### RECORDS PROVIDED
———

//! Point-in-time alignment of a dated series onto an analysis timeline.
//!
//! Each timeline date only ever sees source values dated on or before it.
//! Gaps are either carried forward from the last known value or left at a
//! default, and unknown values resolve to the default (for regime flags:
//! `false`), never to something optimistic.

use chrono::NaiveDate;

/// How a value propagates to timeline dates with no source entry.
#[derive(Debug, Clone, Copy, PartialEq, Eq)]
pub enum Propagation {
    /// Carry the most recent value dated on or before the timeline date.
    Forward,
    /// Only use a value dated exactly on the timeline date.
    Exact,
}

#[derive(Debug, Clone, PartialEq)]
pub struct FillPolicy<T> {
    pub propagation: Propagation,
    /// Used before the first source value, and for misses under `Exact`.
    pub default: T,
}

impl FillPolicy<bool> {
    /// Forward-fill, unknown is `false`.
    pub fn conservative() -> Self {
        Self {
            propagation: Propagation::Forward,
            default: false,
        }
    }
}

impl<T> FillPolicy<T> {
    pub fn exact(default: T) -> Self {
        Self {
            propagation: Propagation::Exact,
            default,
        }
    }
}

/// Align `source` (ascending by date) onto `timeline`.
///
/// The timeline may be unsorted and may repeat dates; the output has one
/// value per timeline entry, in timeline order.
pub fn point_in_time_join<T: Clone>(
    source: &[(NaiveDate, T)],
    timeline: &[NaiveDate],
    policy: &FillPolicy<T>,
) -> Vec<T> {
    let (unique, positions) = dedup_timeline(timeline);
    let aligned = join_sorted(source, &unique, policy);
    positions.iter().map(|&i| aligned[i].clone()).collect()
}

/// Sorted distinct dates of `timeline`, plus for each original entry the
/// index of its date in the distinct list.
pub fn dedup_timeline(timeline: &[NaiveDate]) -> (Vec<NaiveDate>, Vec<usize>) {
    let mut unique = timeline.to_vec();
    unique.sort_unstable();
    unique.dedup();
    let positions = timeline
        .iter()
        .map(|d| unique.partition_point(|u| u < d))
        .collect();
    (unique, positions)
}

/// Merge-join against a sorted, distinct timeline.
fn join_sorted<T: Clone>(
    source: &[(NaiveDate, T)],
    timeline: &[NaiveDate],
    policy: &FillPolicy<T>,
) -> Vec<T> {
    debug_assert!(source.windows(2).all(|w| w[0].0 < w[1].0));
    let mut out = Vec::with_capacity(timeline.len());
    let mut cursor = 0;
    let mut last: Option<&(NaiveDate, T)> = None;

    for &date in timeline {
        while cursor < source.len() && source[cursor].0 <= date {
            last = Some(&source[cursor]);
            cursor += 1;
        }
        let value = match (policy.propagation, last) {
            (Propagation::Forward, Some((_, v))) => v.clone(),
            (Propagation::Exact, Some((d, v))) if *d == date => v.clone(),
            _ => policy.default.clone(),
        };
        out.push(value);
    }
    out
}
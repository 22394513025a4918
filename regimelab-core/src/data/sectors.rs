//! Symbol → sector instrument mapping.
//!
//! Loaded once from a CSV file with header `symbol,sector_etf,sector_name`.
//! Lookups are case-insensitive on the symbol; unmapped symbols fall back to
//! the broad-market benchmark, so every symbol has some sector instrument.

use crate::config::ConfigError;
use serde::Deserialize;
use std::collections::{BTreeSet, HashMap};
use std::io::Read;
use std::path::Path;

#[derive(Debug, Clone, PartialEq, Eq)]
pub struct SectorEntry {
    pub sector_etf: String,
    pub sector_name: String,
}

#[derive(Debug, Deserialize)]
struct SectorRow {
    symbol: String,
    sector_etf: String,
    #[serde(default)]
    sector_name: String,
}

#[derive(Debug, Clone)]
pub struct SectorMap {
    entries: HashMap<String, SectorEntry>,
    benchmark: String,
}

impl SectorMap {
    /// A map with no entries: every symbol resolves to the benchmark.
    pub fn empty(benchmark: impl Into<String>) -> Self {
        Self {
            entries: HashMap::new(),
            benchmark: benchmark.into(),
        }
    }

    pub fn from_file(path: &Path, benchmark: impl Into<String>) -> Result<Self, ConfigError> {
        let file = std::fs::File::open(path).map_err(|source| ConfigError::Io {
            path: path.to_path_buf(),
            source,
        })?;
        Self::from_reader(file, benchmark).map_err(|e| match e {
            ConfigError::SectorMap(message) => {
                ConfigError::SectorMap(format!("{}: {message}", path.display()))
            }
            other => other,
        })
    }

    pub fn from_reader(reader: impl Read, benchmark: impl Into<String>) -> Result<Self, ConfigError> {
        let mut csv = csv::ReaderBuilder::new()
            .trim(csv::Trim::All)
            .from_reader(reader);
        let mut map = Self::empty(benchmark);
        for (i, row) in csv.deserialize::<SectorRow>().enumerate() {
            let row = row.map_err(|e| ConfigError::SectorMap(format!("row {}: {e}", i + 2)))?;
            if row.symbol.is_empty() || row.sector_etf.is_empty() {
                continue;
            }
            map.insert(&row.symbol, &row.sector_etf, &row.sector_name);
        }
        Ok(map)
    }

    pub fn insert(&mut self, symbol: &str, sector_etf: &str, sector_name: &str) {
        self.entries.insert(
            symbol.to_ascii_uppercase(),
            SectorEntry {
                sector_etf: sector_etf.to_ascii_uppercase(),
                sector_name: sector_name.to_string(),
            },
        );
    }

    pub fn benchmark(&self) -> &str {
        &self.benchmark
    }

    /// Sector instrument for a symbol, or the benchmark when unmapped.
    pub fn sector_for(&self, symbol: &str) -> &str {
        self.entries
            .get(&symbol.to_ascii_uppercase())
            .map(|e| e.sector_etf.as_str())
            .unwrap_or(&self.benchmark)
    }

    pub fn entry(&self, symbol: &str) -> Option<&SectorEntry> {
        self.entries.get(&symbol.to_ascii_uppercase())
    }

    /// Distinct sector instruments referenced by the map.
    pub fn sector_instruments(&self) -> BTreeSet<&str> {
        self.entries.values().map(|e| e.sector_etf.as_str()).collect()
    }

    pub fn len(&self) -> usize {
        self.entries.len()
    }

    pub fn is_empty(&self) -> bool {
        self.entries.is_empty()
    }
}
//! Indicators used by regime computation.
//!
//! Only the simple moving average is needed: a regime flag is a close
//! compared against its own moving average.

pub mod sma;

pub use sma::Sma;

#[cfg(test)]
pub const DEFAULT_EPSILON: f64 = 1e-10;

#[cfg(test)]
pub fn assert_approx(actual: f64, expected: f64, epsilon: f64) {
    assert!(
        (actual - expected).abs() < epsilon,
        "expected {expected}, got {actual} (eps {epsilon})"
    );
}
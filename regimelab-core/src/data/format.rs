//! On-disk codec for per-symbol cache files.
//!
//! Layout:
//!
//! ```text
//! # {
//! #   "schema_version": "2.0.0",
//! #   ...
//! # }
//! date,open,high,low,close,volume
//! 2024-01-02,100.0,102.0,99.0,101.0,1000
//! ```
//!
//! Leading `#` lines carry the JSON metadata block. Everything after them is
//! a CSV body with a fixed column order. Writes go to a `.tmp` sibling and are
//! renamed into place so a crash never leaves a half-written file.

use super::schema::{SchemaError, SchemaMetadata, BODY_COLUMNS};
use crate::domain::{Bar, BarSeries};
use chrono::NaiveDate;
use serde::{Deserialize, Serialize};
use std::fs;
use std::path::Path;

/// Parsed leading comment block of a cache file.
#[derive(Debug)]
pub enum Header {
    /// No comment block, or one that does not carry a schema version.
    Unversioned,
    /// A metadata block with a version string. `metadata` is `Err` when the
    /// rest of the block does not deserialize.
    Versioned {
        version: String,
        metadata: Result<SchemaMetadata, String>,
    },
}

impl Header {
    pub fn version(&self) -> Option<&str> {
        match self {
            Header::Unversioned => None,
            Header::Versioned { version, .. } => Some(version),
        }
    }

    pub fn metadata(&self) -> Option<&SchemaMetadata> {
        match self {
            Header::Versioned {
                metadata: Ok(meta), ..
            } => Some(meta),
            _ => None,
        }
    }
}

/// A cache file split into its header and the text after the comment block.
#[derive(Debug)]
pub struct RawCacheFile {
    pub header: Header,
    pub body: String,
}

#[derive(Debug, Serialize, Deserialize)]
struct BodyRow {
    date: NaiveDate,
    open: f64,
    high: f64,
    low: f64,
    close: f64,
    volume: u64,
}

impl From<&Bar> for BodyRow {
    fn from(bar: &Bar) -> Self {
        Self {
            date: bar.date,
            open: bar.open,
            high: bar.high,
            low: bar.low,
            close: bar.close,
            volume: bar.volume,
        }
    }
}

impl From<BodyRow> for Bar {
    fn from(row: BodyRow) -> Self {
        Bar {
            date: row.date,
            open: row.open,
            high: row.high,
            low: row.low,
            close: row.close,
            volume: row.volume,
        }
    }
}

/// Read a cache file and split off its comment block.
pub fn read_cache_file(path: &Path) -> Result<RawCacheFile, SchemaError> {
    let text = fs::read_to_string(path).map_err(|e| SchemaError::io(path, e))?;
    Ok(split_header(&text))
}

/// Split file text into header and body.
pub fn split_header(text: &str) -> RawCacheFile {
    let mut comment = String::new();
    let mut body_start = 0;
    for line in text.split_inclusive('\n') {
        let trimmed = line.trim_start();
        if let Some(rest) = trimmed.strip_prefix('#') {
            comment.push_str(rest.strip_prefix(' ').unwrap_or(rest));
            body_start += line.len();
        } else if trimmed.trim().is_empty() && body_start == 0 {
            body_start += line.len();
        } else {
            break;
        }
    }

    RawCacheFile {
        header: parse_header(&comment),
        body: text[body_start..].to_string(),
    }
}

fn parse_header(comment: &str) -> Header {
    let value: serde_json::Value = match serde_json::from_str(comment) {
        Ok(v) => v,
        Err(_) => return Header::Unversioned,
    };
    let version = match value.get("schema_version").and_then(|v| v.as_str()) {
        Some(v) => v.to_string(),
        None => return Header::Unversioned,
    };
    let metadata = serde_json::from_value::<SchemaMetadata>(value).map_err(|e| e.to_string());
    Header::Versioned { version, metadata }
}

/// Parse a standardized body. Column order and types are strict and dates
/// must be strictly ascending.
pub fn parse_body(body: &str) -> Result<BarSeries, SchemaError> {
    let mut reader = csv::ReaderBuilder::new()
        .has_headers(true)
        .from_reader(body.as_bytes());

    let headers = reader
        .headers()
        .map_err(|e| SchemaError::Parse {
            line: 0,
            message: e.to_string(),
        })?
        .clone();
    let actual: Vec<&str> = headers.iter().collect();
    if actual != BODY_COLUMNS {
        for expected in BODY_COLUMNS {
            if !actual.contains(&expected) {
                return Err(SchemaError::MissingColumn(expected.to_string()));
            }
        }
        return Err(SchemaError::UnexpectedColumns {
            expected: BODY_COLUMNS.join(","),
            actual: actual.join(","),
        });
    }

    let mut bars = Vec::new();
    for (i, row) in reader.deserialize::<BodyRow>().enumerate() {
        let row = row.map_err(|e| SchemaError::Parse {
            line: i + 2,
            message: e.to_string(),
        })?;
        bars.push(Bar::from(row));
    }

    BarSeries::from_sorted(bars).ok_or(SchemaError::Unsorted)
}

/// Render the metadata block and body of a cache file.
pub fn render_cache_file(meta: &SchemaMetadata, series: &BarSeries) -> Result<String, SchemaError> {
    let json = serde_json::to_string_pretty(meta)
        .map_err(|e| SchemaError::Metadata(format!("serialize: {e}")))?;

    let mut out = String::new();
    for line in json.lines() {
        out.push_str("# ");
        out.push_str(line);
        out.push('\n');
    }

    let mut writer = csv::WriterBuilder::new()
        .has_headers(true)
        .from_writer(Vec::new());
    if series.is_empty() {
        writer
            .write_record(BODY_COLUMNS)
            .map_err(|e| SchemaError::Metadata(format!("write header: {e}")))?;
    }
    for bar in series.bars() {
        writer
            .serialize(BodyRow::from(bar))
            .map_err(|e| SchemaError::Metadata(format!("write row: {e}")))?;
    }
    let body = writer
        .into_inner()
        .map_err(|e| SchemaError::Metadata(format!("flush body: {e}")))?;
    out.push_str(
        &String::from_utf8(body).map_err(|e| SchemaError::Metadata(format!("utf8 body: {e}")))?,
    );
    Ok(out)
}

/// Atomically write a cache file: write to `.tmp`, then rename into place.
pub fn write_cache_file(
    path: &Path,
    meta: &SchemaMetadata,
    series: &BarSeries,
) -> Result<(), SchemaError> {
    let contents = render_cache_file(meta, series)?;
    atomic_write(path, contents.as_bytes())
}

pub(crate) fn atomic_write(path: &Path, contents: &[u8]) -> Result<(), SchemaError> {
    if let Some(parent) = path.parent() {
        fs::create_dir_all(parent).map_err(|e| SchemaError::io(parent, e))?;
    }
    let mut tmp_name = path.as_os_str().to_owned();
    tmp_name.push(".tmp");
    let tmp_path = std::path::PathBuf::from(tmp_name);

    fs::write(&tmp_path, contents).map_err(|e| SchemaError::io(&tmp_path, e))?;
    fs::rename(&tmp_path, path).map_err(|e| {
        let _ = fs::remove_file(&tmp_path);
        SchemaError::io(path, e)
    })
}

———

Go line by line through the records and copy those that contain the word "last".

//! Gaps are either carried forward from the last known value or left at a
    let mut last: Option<&(NaiveDate, T)> = None;
            last = Some(&source[cursor]);
        let value = match (policy.propagation, last) {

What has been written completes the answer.